The task → Each line that contains the word "AttributeRegistry" counts once; give the total for the records below and nothing else.

[Dataset entries]

*** Block opens ***

//! The name to address map backing all dynamic attributes of one device

use std::collections::HashMap;
use std::sync::{Arc, RwLock};

use snafu::{OptionExt, ResultExt, Snafu};

use crate::address::{resolve_read, resolve_write, ResolveError};
use crate::traits::ObjectClient;
use crate::value::Value;

/// Error for a failed attribute access
#[derive(Debug, Clone, PartialEq, Snafu)]
pub enum AccessError {
    /// Dispatch was invoked for a name that was never registered
    #[snafu(display("No attribute named '{name}' is registered"))]
    UnknownAttribute {
        /// The unregistered name
        name: String,
    },
    /// Address resolution or the SDO transaction failed
    #[snafu(display("Access to attribute '{name}' failed: {source}"))]
    Dispatch {
        /// The attribute being accessed
        name: String,
        /// The underlying failure
        source: ResolveError,
    },
}

/// Maps attribute names to object dictionary addresses and serves their reads and writes
///
/// Registration is rare (a startup burst, the occasional runtime command) while dispatch
/// is frequent, so the map sits behind a reader writer lock. One registry is shared via
/// `Arc` between the device, which registers names, and the framework's dispatch path,
/// which calls [handle_read](Self::handle_read) and [handle_write](Self::handle_write).
pub struct AttributeRegistry<C> {
    addresses: RwLock<HashMap<String, String>>,
    client: Arc<C>,
}

impl<C> core::fmt::Debug for AttributeRegistry<C> {
    fn fmt(&self, f: &mut core::fmt::Formatter<'_>) -> core::fmt::Result {
        f.debug_struct("AttributeRegistry")
            .field("addresses", &self.addresses)
            .finish()
    }
}

impl<C: ObjectClient> AttributeRegistry<C> {
    /// Create a registry dispatching against `client`
    pub fn new(client: Arc<C>) -> Self {
        Self {
            addresses: RwLock::new(HashMap::new()),
            client,
        }
    }

    /// Record the address for a named attribute
    ///
    /// An empty address is a no-op. Registering an existing name overwrites its address.
    /// Never fails; a bad address surfaces later, on the access that tries to resolve it.
    pub fn register(&self, name: &str, address: &str) {
        if address.is_empty() {
            return;
        }
        self.addresses
            .write()
            .unwrap()
            .insert(name.to_string(), address.to_string());
    }

    /// Read the current value of a registered attribute from the node
    pub fn handle_read(&self, name: &str) -> Result<Value, AccessError> {
        let address = self
            .address_of(name)
            .context(UnknownAttributeSnafu { name })?;
        let value =
            resolve_read(self.client.as_ref(), &address).context(DispatchSnafu { name })?;
        log::debug!("Read value {name}: {value}");
        Ok(value)
    }

    /// Write a value to a registered attribute on the node
    pub fn handle_write(&self, name: &str, value: Value) -> Result<(), AccessError> {
        let address = self
            .address_of(name)
            .context(UnknownAttributeSnafu { name })?;
        resolve_write(self.client.as_ref(), &address, value.clone())
            .context(DispatchSnafu { name })?;
        log::debug!("Write value {name}: {value}");
        Ok(())
    }

    /// Get the address registered for `name`, if any
    pub fn address_of(&self, name: &str) -> Option<String> {
        self.addresses.read().unwrap().get(name).cloned()
    }

    /// Whether an attribute with this name is registered
    pub fn contains(&self, name: &str) -> bool {
        self.addresses.read().unwrap().contains_key(name)
    }

    /// Number of registered attributes
    pub fn len(&self) -> usize {
        self.addresses.read().unwrap().len()
    }

    /// True when no attributes are registered
    pub fn is_empty(&self) -> bool {
        self.len() == 0
    }
}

*** Block closes ***

Response below → 4